Exercise goal =
Lines with the word "position": copy all of them from the entries below.

(Saved data entries)
◇ ◇ ◇

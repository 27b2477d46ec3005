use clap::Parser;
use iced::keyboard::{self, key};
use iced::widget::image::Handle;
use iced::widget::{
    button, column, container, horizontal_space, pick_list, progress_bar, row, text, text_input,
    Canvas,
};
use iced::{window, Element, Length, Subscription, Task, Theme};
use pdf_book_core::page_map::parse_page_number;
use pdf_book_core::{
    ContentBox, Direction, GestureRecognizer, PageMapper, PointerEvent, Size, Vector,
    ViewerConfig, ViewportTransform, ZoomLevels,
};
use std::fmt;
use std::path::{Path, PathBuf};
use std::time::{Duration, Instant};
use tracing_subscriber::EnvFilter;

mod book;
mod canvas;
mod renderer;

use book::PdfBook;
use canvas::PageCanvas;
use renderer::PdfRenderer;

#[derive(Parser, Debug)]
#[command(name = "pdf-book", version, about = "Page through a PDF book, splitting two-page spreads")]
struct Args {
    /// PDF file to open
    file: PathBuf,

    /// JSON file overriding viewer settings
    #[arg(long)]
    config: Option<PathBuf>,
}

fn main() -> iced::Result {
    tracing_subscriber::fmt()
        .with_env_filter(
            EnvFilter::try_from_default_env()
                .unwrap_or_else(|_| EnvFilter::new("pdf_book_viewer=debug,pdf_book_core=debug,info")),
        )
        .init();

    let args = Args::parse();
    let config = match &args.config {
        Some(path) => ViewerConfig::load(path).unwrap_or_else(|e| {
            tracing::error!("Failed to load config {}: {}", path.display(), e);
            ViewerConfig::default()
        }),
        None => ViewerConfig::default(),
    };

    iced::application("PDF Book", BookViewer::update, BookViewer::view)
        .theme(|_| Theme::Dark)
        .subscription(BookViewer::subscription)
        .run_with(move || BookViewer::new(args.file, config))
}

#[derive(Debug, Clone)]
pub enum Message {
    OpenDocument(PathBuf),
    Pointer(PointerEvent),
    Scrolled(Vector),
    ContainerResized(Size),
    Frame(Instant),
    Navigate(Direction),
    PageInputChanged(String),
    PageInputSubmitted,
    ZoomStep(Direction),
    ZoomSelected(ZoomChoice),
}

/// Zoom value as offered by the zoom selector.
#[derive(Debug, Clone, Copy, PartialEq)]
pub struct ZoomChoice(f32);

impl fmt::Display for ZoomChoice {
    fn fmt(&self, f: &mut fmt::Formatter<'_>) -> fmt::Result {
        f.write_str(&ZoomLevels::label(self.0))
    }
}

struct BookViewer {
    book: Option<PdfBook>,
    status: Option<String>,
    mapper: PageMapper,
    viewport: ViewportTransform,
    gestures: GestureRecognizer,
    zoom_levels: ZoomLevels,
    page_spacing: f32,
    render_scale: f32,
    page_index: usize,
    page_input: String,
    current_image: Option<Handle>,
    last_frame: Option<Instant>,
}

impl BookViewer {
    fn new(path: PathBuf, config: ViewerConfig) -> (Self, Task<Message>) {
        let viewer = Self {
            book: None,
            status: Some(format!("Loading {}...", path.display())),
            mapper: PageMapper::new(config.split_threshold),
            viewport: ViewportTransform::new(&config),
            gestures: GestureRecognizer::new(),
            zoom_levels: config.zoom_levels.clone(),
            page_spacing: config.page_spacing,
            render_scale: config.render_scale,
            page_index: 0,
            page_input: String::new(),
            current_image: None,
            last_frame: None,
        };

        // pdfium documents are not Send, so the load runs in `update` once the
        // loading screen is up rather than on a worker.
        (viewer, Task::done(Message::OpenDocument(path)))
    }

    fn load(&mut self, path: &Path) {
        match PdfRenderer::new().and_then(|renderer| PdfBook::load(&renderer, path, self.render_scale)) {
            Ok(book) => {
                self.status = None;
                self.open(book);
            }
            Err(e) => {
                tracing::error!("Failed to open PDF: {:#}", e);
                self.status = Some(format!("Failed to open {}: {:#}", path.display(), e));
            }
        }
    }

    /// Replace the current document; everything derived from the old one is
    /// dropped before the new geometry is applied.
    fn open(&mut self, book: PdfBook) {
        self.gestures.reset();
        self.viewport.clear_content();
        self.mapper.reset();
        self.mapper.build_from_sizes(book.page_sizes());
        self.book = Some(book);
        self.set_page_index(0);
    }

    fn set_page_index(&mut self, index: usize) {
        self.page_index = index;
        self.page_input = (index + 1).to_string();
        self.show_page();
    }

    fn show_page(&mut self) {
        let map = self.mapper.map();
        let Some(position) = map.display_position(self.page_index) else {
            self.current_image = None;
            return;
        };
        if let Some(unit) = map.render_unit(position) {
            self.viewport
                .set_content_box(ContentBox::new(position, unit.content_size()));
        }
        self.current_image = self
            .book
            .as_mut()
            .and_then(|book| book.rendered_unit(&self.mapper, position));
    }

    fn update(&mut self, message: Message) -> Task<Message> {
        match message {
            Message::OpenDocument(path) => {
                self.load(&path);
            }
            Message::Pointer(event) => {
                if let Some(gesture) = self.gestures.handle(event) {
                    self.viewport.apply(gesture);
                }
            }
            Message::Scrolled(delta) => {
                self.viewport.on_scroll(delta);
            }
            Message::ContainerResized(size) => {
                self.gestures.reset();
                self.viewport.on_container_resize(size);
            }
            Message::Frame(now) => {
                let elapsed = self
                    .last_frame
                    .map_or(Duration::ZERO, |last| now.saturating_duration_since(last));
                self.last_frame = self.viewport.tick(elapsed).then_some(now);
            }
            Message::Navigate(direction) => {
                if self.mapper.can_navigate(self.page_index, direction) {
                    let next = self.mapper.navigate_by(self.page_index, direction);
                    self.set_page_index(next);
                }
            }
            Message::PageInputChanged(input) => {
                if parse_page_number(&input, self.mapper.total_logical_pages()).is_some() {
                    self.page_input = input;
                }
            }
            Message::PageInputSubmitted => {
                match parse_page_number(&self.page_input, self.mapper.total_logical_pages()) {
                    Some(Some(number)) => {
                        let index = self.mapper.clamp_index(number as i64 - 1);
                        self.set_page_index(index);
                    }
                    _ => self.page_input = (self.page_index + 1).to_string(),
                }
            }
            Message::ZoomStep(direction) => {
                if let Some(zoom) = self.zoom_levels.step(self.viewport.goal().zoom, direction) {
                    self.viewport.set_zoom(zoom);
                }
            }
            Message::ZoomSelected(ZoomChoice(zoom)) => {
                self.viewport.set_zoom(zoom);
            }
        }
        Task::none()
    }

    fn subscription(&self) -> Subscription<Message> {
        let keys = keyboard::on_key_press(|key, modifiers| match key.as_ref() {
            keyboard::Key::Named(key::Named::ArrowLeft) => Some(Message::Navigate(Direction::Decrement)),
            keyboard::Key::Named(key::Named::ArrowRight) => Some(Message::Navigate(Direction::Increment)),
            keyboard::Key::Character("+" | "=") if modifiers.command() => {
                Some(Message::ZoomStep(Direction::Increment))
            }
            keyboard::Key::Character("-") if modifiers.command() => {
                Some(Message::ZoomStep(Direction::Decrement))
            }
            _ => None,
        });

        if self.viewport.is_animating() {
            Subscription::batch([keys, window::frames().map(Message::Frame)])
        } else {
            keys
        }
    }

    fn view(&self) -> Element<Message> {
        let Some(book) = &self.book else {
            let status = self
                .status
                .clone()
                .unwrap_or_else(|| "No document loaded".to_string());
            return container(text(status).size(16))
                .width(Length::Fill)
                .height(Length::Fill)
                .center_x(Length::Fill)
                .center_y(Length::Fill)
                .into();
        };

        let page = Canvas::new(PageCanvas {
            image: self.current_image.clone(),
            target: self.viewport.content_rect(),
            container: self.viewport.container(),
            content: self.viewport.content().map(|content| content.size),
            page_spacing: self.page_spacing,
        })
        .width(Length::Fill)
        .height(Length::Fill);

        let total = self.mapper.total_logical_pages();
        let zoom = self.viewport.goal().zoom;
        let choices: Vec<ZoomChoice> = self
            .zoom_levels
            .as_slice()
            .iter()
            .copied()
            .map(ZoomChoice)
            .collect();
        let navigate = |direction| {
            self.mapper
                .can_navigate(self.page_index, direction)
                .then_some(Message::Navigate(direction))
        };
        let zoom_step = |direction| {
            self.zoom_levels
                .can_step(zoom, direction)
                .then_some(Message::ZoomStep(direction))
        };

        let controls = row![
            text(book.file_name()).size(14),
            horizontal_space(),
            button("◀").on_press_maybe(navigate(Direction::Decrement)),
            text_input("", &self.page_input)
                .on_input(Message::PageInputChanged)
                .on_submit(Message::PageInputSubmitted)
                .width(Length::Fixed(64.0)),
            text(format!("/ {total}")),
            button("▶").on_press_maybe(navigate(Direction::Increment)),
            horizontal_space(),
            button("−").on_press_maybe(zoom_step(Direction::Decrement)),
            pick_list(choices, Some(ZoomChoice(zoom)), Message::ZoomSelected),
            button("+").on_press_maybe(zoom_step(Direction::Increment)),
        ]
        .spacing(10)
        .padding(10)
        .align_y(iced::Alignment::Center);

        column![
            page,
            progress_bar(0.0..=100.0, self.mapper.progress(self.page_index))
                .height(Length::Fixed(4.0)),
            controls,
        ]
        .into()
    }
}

◇ ◇ ◇

Result =
        let Some(position) = map.display_position(self.page_index) else {
        if let Some(unit) = map.render_unit(position) {
                .set_content_box(ContentBox::new(position, unit.content_size()));
            .and_then(|book| book.rendered_unit(&self.mapper, position));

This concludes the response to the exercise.